Old habits can be tough to shift, and ideas about the ‘benefits’ of certain foods such as caffeine in a morning, or I need alcohol to enjoy myself, means they can become a crux. But in the main it’s probably more about the perceived effort versus pay off. We are now more than ever deeply attached to modern comforts, adverse to put up with a few days of pain (hunger or detox symptoms), even though this could potentially improve all areas of our lives.
It takes conscious effort to change, and for many life feels hard enough as it is, without adding to the perceived pain. “Why would I want to give up smoking or drinking when they’re my only pleasure?”, I’ve heard said. I imagine this is the reason most people don’t start most things, even though in terms of our health the game’s up. There are no more excuses, all of the evidence tells us that what we we put into our bodies will either add to or negate from our experience of life. Not just in years, but immediately if you pay attention to your body’s reaction to what you put into it.
For the majority of the 4 million years of human evolution, we flourished on a mainly plant based diet. It is only in the last 70 years, since the introduction of mass food production and processing has the human body seen a rise in diseases such as cancer, obesity and diabetes. We intuitively know what’s not good for our bodies, yet instead of taking a natural approach, we look to over ride the bodies instinctive tendency to heal itself, by using medicines to try and rebalance a system which works perfectly well when nourished.
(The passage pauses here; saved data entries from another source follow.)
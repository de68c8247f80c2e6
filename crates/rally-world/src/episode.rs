//! Tick orchestration for one episode.

use crate::car::{Car, CarSnapshot};
use crate::observer::EpisodeObserver;
use crate::policy::{Observation, Policy};
use crate::reward::RewardFunction;
use crate::sensor::SensorArray;
use crate::track::Track;
use rally_core::{Action, AgentId, DeathCause, EpisodeConfig, Result, ScoreStats, Scoreboard};
use serde::{Deserialize, Serialize};
use std::sync::Arc;
use tokio_util::sync::CancellationToken;
use tracing::{debug, event, info, instrument, warn, Level};

/// What the core reports for one car after one tick
#[derive(Debug, Clone, Copy, PartialEq, Serialize, Deserialize)]
pub struct AgentTickReport {
    pub agent: AgentId,
    pub is_alive: bool,
    /// Score change applied this tick
    pub reward_delta: f64,
    /// The car was retired as stuck this tick
    pub is_stuck_terminal: bool,
}

/// Why an episode stopped
#[derive(Debug, Clone, Copy, PartialEq, Eq, Serialize, Deserialize)]
pub enum Termination {
    AllDead,
    TickBudget,
    Cancelled,
}

/// One population of cars racing on a shared track
pub struct Episode {
    track: Arc<Track>,
    cars: Vec<Car>,
    sensors: SensorArray,
    reward: RewardFunction,
    config: EpisodeConfig,
    tick: u64,
    termination: Option<Termination>,
    invalid_actions: u64,
}

impl Episode {
    pub fn new(track: Arc<Track>, population: usize, config: EpisodeConfig) -> Result<Self> {
        config.validate()?;

        let cars = (0..population)
            .map(|i| Car::new(AgentId(i), &config.car, &config.stuck))
            .collect();

        Ok(Self {
            track,
            cars,
            sensors: SensorArray::new(&config.sensor),
            reward: RewardFunction::new(&config.reward),
            config,
            tick: 0,
            termination: None,
            invalid_actions: 0,
        })
    }

    pub fn track(&self) -> &Track {
        &self.track
    }

    pub fn cars(&self) -> &[Car] {
        &self.cars
    }

    pub fn car(&self, agent: AgentId) -> Option<&Car> {
        self.cars.get(agent.index())
    }

    pub fn tick(&self) -> u64 {
        self.tick
    }

    pub fn alive_count(&self) -> usize {
        self.cars.iter().filter(|c| c.is_alive()).count()
    }

    pub fn termination(&self) -> Option<Termination> {
        self.termination
    }

    pub fn is_finished(&self) -> bool {
        self.termination.is_some()
    }

    /// Action indices rejected so far
    pub fn invalid_actions(&self) -> u64 {
        self.invalid_actions
    }

    pub fn snapshot(&self) -> Vec<CarSnapshot> {
        self.cars.iter().map(CarSnapshot::from).collect()
    }

    /// Run one synchronized tick across all live cars.
    ///
    /// Returns one report per car that was alive when the tick started, or
    /// an empty vector once the episode has finished.
    pub fn step<P, S, O>(
        &mut self,
        policy: &mut P,
        scores: &mut S,
        observer: &mut O,
    ) -> Vec<AgentTickReport>
    where
        P: Policy + ?Sized,
        S: Scoreboard + ?Sized,
        O: EpisodeObserver + ?Sized,
    {
        if self.termination.is_some() {
            return Vec::new();
        }
        if self.alive_count() == 0 {
            self.termination = Some(Termination::AllDead);
            return Vec::new();
        }

        // Decide for every car first, then move them all
        for car in self.cars.iter_mut().filter(|c| c.is_alive()) {
            let observation = Observation::from_car(car, &self.config.observation);
            let choice = policy.decide(car.id, &observation);
            match Action::from_index(choice) {
                Ok(action) => car.apply(action),
                Err(e) => {
                    self.invalid_actions += 1;
                    warn!(
                        agent = %car.id,
                        tick = self.tick,
                        error = %e,
                        "Rejected policy decision"
                    );
                }
            }
        }

        let mut reports = Vec::new();
        for car in self.cars.iter_mut().filter(|c| c.is_alive()) {
            car.update(&self.track, &self.sensors);
            if let Some(cause) = car.death_cause() {
                observer.on_agent_died(self.tick, car, cause);
                debug!(
                    event = "car_death",
                    agent = %car.id,
                    tick = self.tick,
                    cause = ?cause,
                    distance = car.distance(),
                    "Car crashed"
                );
            }

            // A car that crashed this tick still goes through scoring
            let is_stuck_terminal = car.check_stuck();
            let reward_delta = if is_stuck_terminal {
                let was_alive = car.is_alive();
                car.retire(DeathCause::Stuck);
                if was_alive {
                    observer.on_agent_died(self.tick, car, DeathCause::Stuck);
                    debug!(
                        event = "car_death",
                        agent = %car.id,
                        tick = self.tick,
                        cause = ?DeathCause::Stuck,
                        stuck_frames = car.stuck_frames(),
                        "Car stuck"
                    );
                }
                -self.config.stuck.penalty
            } else {
                self.reward
                    .evaluate(car.distance(), car.footprint(), car.readings())
            };
            scores.credit(car.id, reward_delta);

            reports.push(AgentTickReport {
                agent: car.id,
                is_alive: car.is_alive(),
                reward_delta,
                is_stuck_terminal,
            });
        }

        self.tick += 1;
        observer.on_tick(self.tick, &reports, &self.cars);

        if self.tick >= self.config.max_ticks {
            self.termination = Some(Termination::TickBudget);
        } else if self.alive_count() == 0 {
            self.termination = Some(Termination::AllDead);
        }

        reports
    }

    /// Step until the episode finishes
    pub fn run<P, S, O>(
        &mut self,
        policy: &mut P,
        scores: &mut S,
        observer: &mut O,
    ) -> EpisodeSummary
    where
        P: Policy + ?Sized,
        S: Scoreboard + ?Sized,
        O: EpisodeObserver + ?Sized,
    {
        self.run_until_cancelled(policy, scores, observer, &CancellationToken::new())
    }

    /// Step until the episode finishes or `cancel` fires. Cancellation is
    /// only observed between ticks.
    #[instrument(skip_all, fields(population = self.cars.len(), max_ticks = self.config.max_ticks))]
    pub fn run_until_cancelled<P, S, O>(
        &mut self,
        policy: &mut P,
        scores: &mut S,
        observer: &mut O,
        cancel: &CancellationToken,
    ) -> EpisodeSummary
    where
        P: Policy + ?Sized,
        S: Scoreboard + ?Sized,
        O: EpisodeObserver + ?Sized,
    {
        info!("Starting episode with {} cars", self.cars.len());

        while !self.is_finished() {
            if cancel.is_cancelled() {
                self.termination = Some(Termination::Cancelled);
                warn!(tick = self.tick, "Episode cancelled");
                break;
            }

            self.step(policy, scores, observer);

            if self.tick % 100 == 0 && self.tick > 0 {
                debug!(
                    "Tick {}/{}: {} cars alive",
                    self.tick,
                    self.config.max_ticks,
                    self.alive_count()
                );
            }
        }

        let summary = self.summary(&*scores);
        self.emit_episode_summary(&summary);
        observer.on_episode_end(&summary);
        summary
    }

    /// Statistics over the current state of the population
    pub fn summary<S: Scoreboard + ?Sized>(&self, scores: &S) -> EpisodeSummary {
        let population = self.cars.len();
        let n = population.max(1) as f64;
        let final_scores: Vec<f64> = self.cars.iter().map(|c| scores.score(c.id)).collect();
        let cause_count = |cause| {
            self.cars
                .iter()
                .filter(|c| c.death_cause() == Some(cause))
                .count()
        };

        EpisodeSummary {
            ticks: self.tick,
            termination: self.termination,
            population,
            alive: self.alive_count(),
            dead: population - self.alive_count(),
            collisions: cause_count(DeathCause::Collision),
            stuck: cause_count(DeathCause::Stuck),
            invalid_actions: self.invalid_actions,
            total_distance: self.cars.iter().map(|c| c.distance()).sum(),
            mean_speed: self.cars.iter().map(|c| c.speed()).sum::<f64>() / n,
            mean_ticks_alive: self.cars.iter().map(|c| c.ticks_alive() as f64).sum::<f64>()
                / n,
            mean_ticks_stuck: self.cars.iter().map(|c| c.ticks_stuck() as f64).sum::<f64>()
                / n,
            scores: ScoreStats::from_scores(&final_scores),
        }
    }

    fn emit_episode_summary(&self, summary: &EpisodeSummary) {
        info!(
            event = "episode_summary",
            ticks = summary.ticks,
            termination = ?summary.termination,
            population = summary.population,
            alive = summary.alive,
            collisions = summary.collisions,
            stuck = summary.stuck,
            invalid_actions = summary.invalid_actions,
            total_distance = summary.total_distance,
            mean_speed = format!("{:.2}", summary.mean_speed),
            max_score = format!("{:.2}", summary.scores.max),
            mean_score = format!("{:.2}", summary.scores.mean),
            "Episode complete"
        );

        event!(
            Level::INFO,
            histogram_name = "episode_duration",
            histogram_value = summary.ticks,
            "Episode duration histogram"
        );

        event!(
            Level::INFO,
            gauge_name = "dead_cars",
            gauge_value = summary.dead,
            "Dead cars gauge"
        );
    }
}

/// End-of-episode statistics
#[derive(Debug, Clone, PartialEq, Serialize, Deserialize)]
pub struct EpisodeSummary {
    pub ticks: u64,
    pub termination: Option<Termination>,
    pub population: usize,
    pub alive: usize,
    pub dead: usize,
    pub collisions: usize,
    pub stuck: usize,
    pub invalid_actions: u64,
    pub total_distance: f64,
    pub mean_speed: f64,
    pub mean_ticks_alive: f64,
    pub mean_ticks_stuck: f64,
    pub scores: ScoreStats,
}

impl EpisodeSummary {
    pub fn to_json(&self) -> Result<String> {
        Ok(serde_json::to_string(self)?)
    }
}
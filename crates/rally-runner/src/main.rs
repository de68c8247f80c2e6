//! Headless runner: drives populations of cars around a procedural circuit
//! and prints one JSON report per episode.

mod driver;
mod telemetry;
mod tracks;

use anyhow::{Context, Result};
use rally_core::RunnerConfig;
use std::sync::Arc;
use tokio::signal;
use tokio_util::sync::CancellationToken;
use tracing::{error, info, warn};

#[tokio::main]
async fn main() -> Result<()> {
    let mut config = RunnerConfig::default();

    // Initialize telemetry
    telemetry::init_telemetry(config.json_logs)?;

    // The track defines where cars spawn
    let oval = tracks::OvalCircuit::for_config(&config.track);
    config.episode.car.spawn_position = oval.spawn(&config.episode.car.footprint);
    config.validate()?;

    info!(
        population = config.population,
        episodes = config.episodes,
        policy = ?config.policy,
        seed = config.seed,
        "Starting rally runner"
    );

    let track = Arc::new(oval.build(&config.track)?);
    let config = Arc::new(config);

    let cancel = CancellationToken::new();
    let shutdown = cancel.clone();
    tokio::spawn(async move {
        shutdown_signal().await;
        shutdown.cancel();
    });

    for episode_index in 0..config.episodes {
        if cancel.is_cancelled() {
            break;
        }

        let config = config.clone();
        let track = track.clone();
        let cancel = cancel.clone();
        let report = tokio::task::spawn_blocking(move || {
            driver::run_episode(&config, track, episode_index, &cancel)
        })
        .await
        .context("episode task panicked")?;

        match report {
            Ok(report) => println!("{}", serde_json::to_string(&report)?),
            Err(e) => {
                error!("Episode {} failed: {}", episode_index, e);
                return Err(e.into());
            }
        }
    }

    info!("Shutting down rally runner");
    Ok(())
}

async fn shutdown_signal() {
    let ctrl_c = async {
        if let Err(e) = signal::ctrl_c().await {
            warn!("Failed to listen for Ctrl+C: {}", e);
            std::future::pending::<()>().await;
        }
    };

    #[cfg(unix)]
    let terminate = async {
        match signal::unix::signal(signal::unix::SignalKind::terminate()) {
            Ok(mut stream) => {
                stream.recv().await;
            }
            Err(e) => {
                warn!("Failed to install SIGTERM handler: {}", e);
                std::future::pending::<()>().await;
            }
        }
    };

    #[cfg(not(unix))]
    let terminate = std::future::pending::<()>();

    tokio::select! {
        _ = ctrl_c => {},
        _ = terminate => {},
    }

    info!("Shutdown signal received");
}
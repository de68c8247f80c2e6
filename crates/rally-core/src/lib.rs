//! Core types and utilities for the rally track simulation.

pub mod types;
pub mod config;
pub mod error;
pub mod score;

pub use error::{Error, Result};
pub use types::*;
pub use config::*;
pub use score::*;
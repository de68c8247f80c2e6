//! The seam between the simulation and whatever decides how cars drive.

use crate::car::Car;
use rally_core::{Action, AgentId, ObservationConfig};
use serde::{Deserialize, Serialize};

/// Number of sensor slots in an observation
pub const SENSOR_SLOTS: usize = 7;

/// Fixed-arity input handed to a policy: seven scaled sensor distances
/// followed by the scaled speed
#[derive(Debug, Clone, Copy, PartialEq, Serialize, Deserialize)]
pub struct Observation(pub [f64; SENSOR_SLOTS + 1]);

impl Observation {
    /// Sensor distances are divided by the distance scale and floored; slots
    /// without a reading stay at zero and readings past the seventh are dropped.
    pub fn from_car(car: &Car, config: &ObservationConfig) -> Self {
        let mut values = [0.0; SENSOR_SLOTS + 1];
        for (slot, reading) in values.iter_mut().zip(car.readings().iter().take(SENSOR_SLOTS)) {
            *slot = (reading.distance / config.distance_scale).floor();
        }
        values[SENSOR_SLOTS] = car.speed() / config.speed_scale;
        Self(values)
    }

    pub fn sensors(&self) -> &[f64] {
        &self.0[..SENSOR_SLOTS]
    }

    pub fn speed(&self) -> f64 {
        self.0[SENSOR_SLOTS]
    }

    pub fn as_slice(&self) -> &[f64] {
        &self.0
    }
}

/// Decides an action index in `0..4` for one car from its observation.
///
/// Indices outside that range are rejected by the episode for that car only.
pub trait Policy {
    fn decide(&mut self, agent: AgentId, observation: &Observation) -> usize;
}

impl<F> Policy for F
where
    F: FnMut(AgentId, &Observation) -> usize,
{
    fn decide(&mut self, agent: AgentId, observation: &Observation) -> usize {
        self(agent, observation)
    }
}

/// Index of the largest output, lowest index on ties. NaN never wins.
pub fn argmax(outputs: &[f64]) -> Option<usize> {
    let mut best: Option<(usize, f64)> = None;
    for (i, &value) in outputs.iter().enumerate() {
        if value.is_nan() {
            continue;
        }
        match best {
            Some((_, b)) if b >= value => {}
            _ => best = Some((i, value)),
        }
    }
    best.map(|(i, _)| i)
}

/// Outputs normalised by their sum; a non-positive sum falls back to a
/// uniform distribution.
pub fn decision_probabilities(outputs: &[f64]) -> Vec<f64> {
    if outputs.is_empty() {
        return Vec::new();
    }
    let total: f64 = outputs.iter().sum();
    if total > 0.0 {
        outputs.iter().map(|o| o / total).collect()
    } else {
        vec![1.0 / outputs.len() as f64; outputs.len()]
    }
}

/// Wraps a function producing one score per action and picks the arg-max
pub struct OutputPolicy<F> {
    outputs: F,
}

impl<F> OutputPolicy<F>
where
    F: FnMut(AgentId, &Observation) -> Vec<f64>,
{
    pub fn new(outputs: F) -> Self {
        Self { outputs }
    }
}

impl<F> Policy for OutputPolicy<F>
where
    F: FnMut(AgentId, &Observation) -> Vec<f64>,
{
    fn decide(&mut self, agent: AgentId, observation: &Observation) -> usize {
        let outputs = (self.outputs)(agent, observation);
        tracing::trace!(
            agent = %agent,
            outputs = ?outputs,
            probabilities = ?decision_probabilities(&outputs),
            "Policy outputs"
        );
        // an empty output vector has no valid action; report one past the end
        argmax(&outputs).unwrap_or(Action::COUNT)
    }
}

/// Always picks the same action
#[derive(Debug, Clone, Copy)]
pub struct ConstantPolicy(pub Action);

impl Policy for ConstantPolicy {
    fn decide(&mut self, _agent: AgentId, _observation: &Observation) -> usize {
        self.0.index()
    }
}

/// Cycles through the actions in index order, one step per decision
#[derive(Debug, Clone, Default)]
pub struct RoundRobinPolicy {
    next: usize,
}

impl Policy for RoundRobinPolicy {
    fn decide(&mut self, _agent: AgentId, _observation: &Observation) -> usize {
        let choice = self.next;
        self.next = (self.next + 1) % Action::COUNT;
        choice
    }
}

#[cfg(test)]
mod tests {
    use super::*;
    use crate::sensor::SensorArray;
    use crate::track::Track;
    use rally_core::{CarConfig, SensorConfig, StuckConfig, TrackConfig};

    #[test]
    fn test_argmax_ties_pick_lowest_index() {
        assert_eq!(argmax(&[0.5, 0.9, 0.9, 0.1]), Some(1));
        assert_eq!(argmax(&[1.0, 1.0, 1.0, 1.0]), Some(0));
        assert_eq!(argmax(&[f64::NAN, -1.0]), Some(1));
        assert_eq!(argmax(&[]), None);
    }

    #[test]
    fn test_decision_probabilities() {
        assert_eq!(decision_probabilities(&[1.0, 3.0]), vec![0.25, 0.75]);
        assert_eq!(decision_probabilities(&[0.0; 4]), vec![0.25; 4]);
        assert_eq!(decision_probabilities(&[-1.0, 0.5]), vec![0.5, 0.5]);
        assert!(decision_probabilities(&[]).is_empty());
    }

    #[test]
    fn test_observation_before_first_update() {
        let car = rally_car();
        let obs = Observation::from_car(&car, &ObservationConfig::default());
        assert_eq!(obs.sensors(), &[0.0; SENSOR_SLOTS]);
        assert_eq!(obs.speed(), 0.0);
    }

    #[test]
    fn test_observation_scaling() {
        let track = Track::open(&TrackConfig {
            width: 2000,
            height: 2000,
            ..Default::default()
        })
        .unwrap();
        let mut car = rally_car();
        car.update(&track, &SensorArray::new(&SensorConfig::default()));

        let obs = Observation::from_car(&car, &ObservationConfig::default());
        assert_eq!(obs.as_slice().len(), 8);
        // center (701.5, 687.5), forward ray ends on pixel (1001, 687): 299 / 30 floors to 9
        assert_eq!(obs.sensors()[3], 9.0);
        assert!((obs.speed() - 0.2).abs() < 1e-12);
    }

    #[test]
    fn test_output_policy_uses_argmax() {
        let mut policy = OutputPolicy::new(|_, _: &Observation| vec![0.1, 0.2, 0.7, 0.7]);
        let obs = Observation([0.0; SENSOR_SLOTS + 1]);
        assert_eq!(policy.decide(AgentId(0), &obs), 2);

        let mut empty = OutputPolicy::new(|_, _: &Observation| Vec::new());
        assert_eq!(empty.decide(AgentId(0), &obs), Action::COUNT);
    }

    #[test]
    fn test_round_robin() {
        let mut policy = RoundRobinPolicy::default();
        let obs = Observation([0.0; SENSOR_SLOTS + 1]);
        let picks: Vec<usize> = (0..6).map(|_| policy.decide(AgentId(0), &obs)).collect();
        assert_eq!(picks, vec![0, 1, 2, 3, 0, 1]);
    }

    #[test]
    fn test_closure_policy() {
        let mut policy = |agent: AgentId, _: &Observation| agent.index() % 4;
        let obs = Observation([0.0; SENSOR_SLOTS + 1]);
        assert_eq!(policy.decide(AgentId(6), &obs), 2);
    }

    fn rally_car() -> Car {
        Car::new(AgentId(0), &CarConfig::default(), &StuckConfig::default())
    }
}
mod types;

#[cfg(feature = "tch-backend")]
mod engine;
#[cfg(feature = "tch-backend")]
mod loader;

use async_trait::async_trait;

use crate::{error::ServiceError, prompt::ChatMessage};

#[cfg(feature = "tch-backend")]
pub use engine::TchGenerator;
#[cfg(feature = "tch-backend")]
pub use loader::ModelArtifacts;
pub use types::{Completion, GenerationSettings, ModelMetadata};

/// Chat-style text generation over a loaded model.
///
/// Router state carries an `Arc<dyn TextGenerator>`, built once in `main`.
#[async_trait]
pub trait TextGenerator: Send + Sync {
    async fn generate(
        &self,
        messages: Vec<ChatMessage>,
        settings: GenerationSettings,
    ) -> Result<Completion, ServiceError>;

    fn metadata(&self) -> ModelMetadata;
}
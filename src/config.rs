use std::{
    env,
    net::{IpAddr, Ipv4Addr, SocketAddr},
    path::PathBuf,
};

#[cfg(feature = "tch-backend")]
use tch::Device;

pub const DEFAULT_BASE_MODEL_ID: &str = "akjindal53244/Llama-3.1-Storm-8B";
pub const DEFAULT_ADAPTER_ID: &str = "LlamaFactoryAI/cv-job-description-matching";
pub const DEFAULT_MAX_NEW_TOKENS: usize = 128;

#[derive(Debug, Clone)]
pub struct AppConfig {
    pub listen_addr: SocketAddr,
    pub base_model_id: String,
    pub base_module_path: PathBuf,
    pub tokenizer_path: PathBuf,
    pub tokenizer_config_path: PathBuf,
    pub adapter_id: String,
    pub adapter_path: PathBuf,
    pub max_new_tokens: usize,
    pub temperature: f64,
    pub top_k: usize,
    pub device_name: String,
    pub cors_allow_any: bool,
}

impl AppConfig {
    pub fn from_env() -> anyhow::Result<Self> {
        Self::from_lookup(|key| env::var(key).ok())
    }

    /// Builds the config from an arbitrary key lookup. Unparsable values fall
    /// back to their defaults.
    pub fn from_lookup<F>(lookup: F) -> anyhow::Result<Self>
    where
        F: Fn(&str) -> Option<String>,
    {
        let listen_addr = lookup("SERVER_ADDR")
            .unwrap_or_else(|| "127.0.0.1:5000".into())
            .parse()
            .unwrap_or_else(|_| SocketAddr::new(IpAddr::V4(Ipv4Addr::LOCALHOST), 5000));

        let base_model_id =
            lookup("BASE_MODEL_ID").unwrap_or_else(|| DEFAULT_BASE_MODEL_ID.to_string());
        let base_module_path = PathBuf::from(
            lookup("BASE_MODULE_PATH")
                .unwrap_or_else(|| "models/llama-3.1-storm-8b.ts".to_string()),
        );
        let tokenizer_path = PathBuf::from(
            lookup("TOKENIZER_PATH").unwrap_or_else(|| "models/tokenizer.json".to_string()),
        );
        let tokenizer_config_path = PathBuf::from(
            lookup("TOKENIZER_CONFIG_PATH")
                .unwrap_or_else(|| "models/tokenizer_config.json".to_string()),
        );

        let adapter_id = lookup("ADAPTER_ID").unwrap_or_else(|| DEFAULT_ADAPTER_ID.to_string());
        let adapter_path = PathBuf::from(
            lookup("ADAPTER_PATH")
                .unwrap_or_else(|| "models/cv-job-description-matching".to_string()),
        );

        let max_new_tokens = lookup("MAX_NEW_TOKENS")
            .and_then(|v| v.parse().ok())
            .filter(|n: &usize| *n > 0)
            .unwrap_or(DEFAULT_MAX_NEW_TOKENS);
        let temperature = lookup("TEMPERATURE")
            .and_then(|v| v.parse().ok())
            .filter(|t: &f64| t.is_finite() && *t >= 0.0)
            .unwrap_or(0.0);
        let top_k = lookup("TOP_K")
            .and_then(|v| v.parse().ok())
            .filter(|k: &usize| *k > 0)
            .unwrap_or(50);

        let device_name = lookup("DEVICE")
            .map(|raw| raw.trim().to_lowercase())
            .filter(|raw| !raw.is_empty())
            .unwrap_or_else(|| "cpu".into());
        let cors_allow_any = lookup("CORS_ALLOW_ANY")
            .map(|v| parse_flag(&v))
            .unwrap_or(false);

        Ok(Self {
            listen_addr,
            base_model_id,
            base_module_path,
            tokenizer_path,
            tokenizer_config_path,
            adapter_id,
            adapter_path,
            max_new_tokens,
            temperature,
            top_k,
            device_name,
            cors_allow_any,
        })
    }

    #[cfg(feature = "tch-backend")]
    pub fn device(&self) -> Device {
        parse_device(&self.device_name)
    }
}

fn parse_flag(raw: &str) -> bool {
    matches!(
        raw.trim().to_lowercase().as_str(),
        "1" | "true" | "yes" | "on"
    )
}

#[cfg(feature = "tch-backend")]
fn parse_device(raw: &str) -> Device {
    let lower = raw.to_lowercase();
    if lower == "cpu" {
        Device::Cpu
    } else if lower.starts_with("cuda") {
        let idx = lower
            .split(':')
            .nth(1)
            .and_then(|s| s.parse::<usize>().ok())
            .unwrap_or(0);
        if tch::Cuda::is_available() {
            Device::Cuda(idx)
        } else {
            tracing::warn!(requested = %raw, "CUDA unavailable, falling back to CPU");
            Device::Cpu
        }
    } else {
        Device::Cpu
    }
}

#[cfg(test)]
mod tests {
    use std::collections::HashMap;

    use super::*;

    fn config_from(pairs: &[(&str, &str)]) -> AppConfig {
        let vars: HashMap<String, String> = pairs
            .iter()
            .map(|(k, v)| (k.to_string(), v.to_string()))
            .collect();
        AppConfig::from_lookup(|key| vars.get(key).cloned()).unwrap()
    }

    #[test]
    fn defaults_target_the_storm_model_and_matching_adapter() {
        let config = config_from(&[]);
        assert_eq!(config.listen_addr, "127.0.0.1:5000".parse().unwrap());
        assert_eq!(config.base_model_id, DEFAULT_BASE_MODEL_ID);
        assert_eq!(config.adapter_id, DEFAULT_ADAPTER_ID);
        assert_eq!(config.max_new_tokens, 128);
        assert_eq!(config.temperature, 0.0);
        assert_eq!(config.device_name, "cpu");
        assert!(!config.cors_allow_any);
    }

    #[test]
    fn overrides_are_applied() {
        let config = config_from(&[
            ("SERVER_ADDR", "0.0.0.0:9000"),
            ("MAX_NEW_TOKENS", "512"),
            ("TEMPERATURE", "0.7"),
            ("TOP_K", "20"),
            ("DEVICE", " CUDA:1 "),
            ("CORS_ALLOW_ANY", "yes"),
            ("ADAPTER_PATH", "/srv/adapter"),
        ]);
        assert_eq!(config.listen_addr, "0.0.0.0:9000".parse().unwrap());
        assert_eq!(config.max_new_tokens, 512);
        assert_eq!(config.temperature, 0.7);
        assert_eq!(config.top_k, 20);
        assert_eq!(config.device_name, "cuda:1");
        assert!(config.cors_allow_any);
        assert_eq!(config.adapter_path, PathBuf::from("/srv/adapter"));
    }

    #[test]
    fn garbage_values_fall_back_to_defaults() {
        let config = config_from(&[
            ("SERVER_ADDR", "not-an-addr"),
            ("MAX_NEW_TOKENS", "0"),
            ("TEMPERATURE", "-1"),
            ("TOP_K", "lots"),
        ]);
        assert_eq!(config.listen_addr.port(), 5000);
        assert_eq!(config.max_new_tokens, 128);
        assert_eq!(config.temperature, 0.0);
        assert_eq!(config.top_k, 50);
    }
}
Our bodies can be like finely tuned instruments, playing a sweet melody however if we stay unconscious to how we really feel, covering this up with alcohol or junk fund that take our bodies out of harmony, life feels sluggish. It doesn’t have the vibrancy and alertness that comes from cleaning up our diets.
Is It Time to Give Your Body More Respect?
I hope I don’t sound like I’m preaching, I am no angel by anyone’s standards. In years gone by I would drink all weekend, take copious amounts of drugs and party like it was going out of fashion. I smoked for 20 years so I am lucky to have got away with the lack of respect I gave my body. I realise now however that my body, your body, is the vehicle that you need to keep well oiled and running well if you want to make it smoothly through ride of a lifetime. Like your car, the better you look after it and give it what it needs, the less the bills and inconvenience your going to endure.
Maybe you’ve taken your body for granted in your youth, never questioning whether it will carry you all the way to the end. Maybe now you’re experiencing your body beginning to fail. Those bad habits you’ve developed along the way, you’ve been promising you’ll do something about but never got around to it. Using a concoction of drugs to cover the cracks or maybe antidepressants to lift your mood. But really underneath the hood, you feel like you’re falling to pieces. It doesn’t have to be like that.
It is not always easy in a world conditioned for greed, immediate consumption, speed and convenience, but all it takes is to start listening to your body. Hear what you really need, especially when your old habits come calling on you to let them back in. If you do your body will help you to come come fully alive. It is a no brainer, yet for some, me included, I appreciate not always necessarily easy.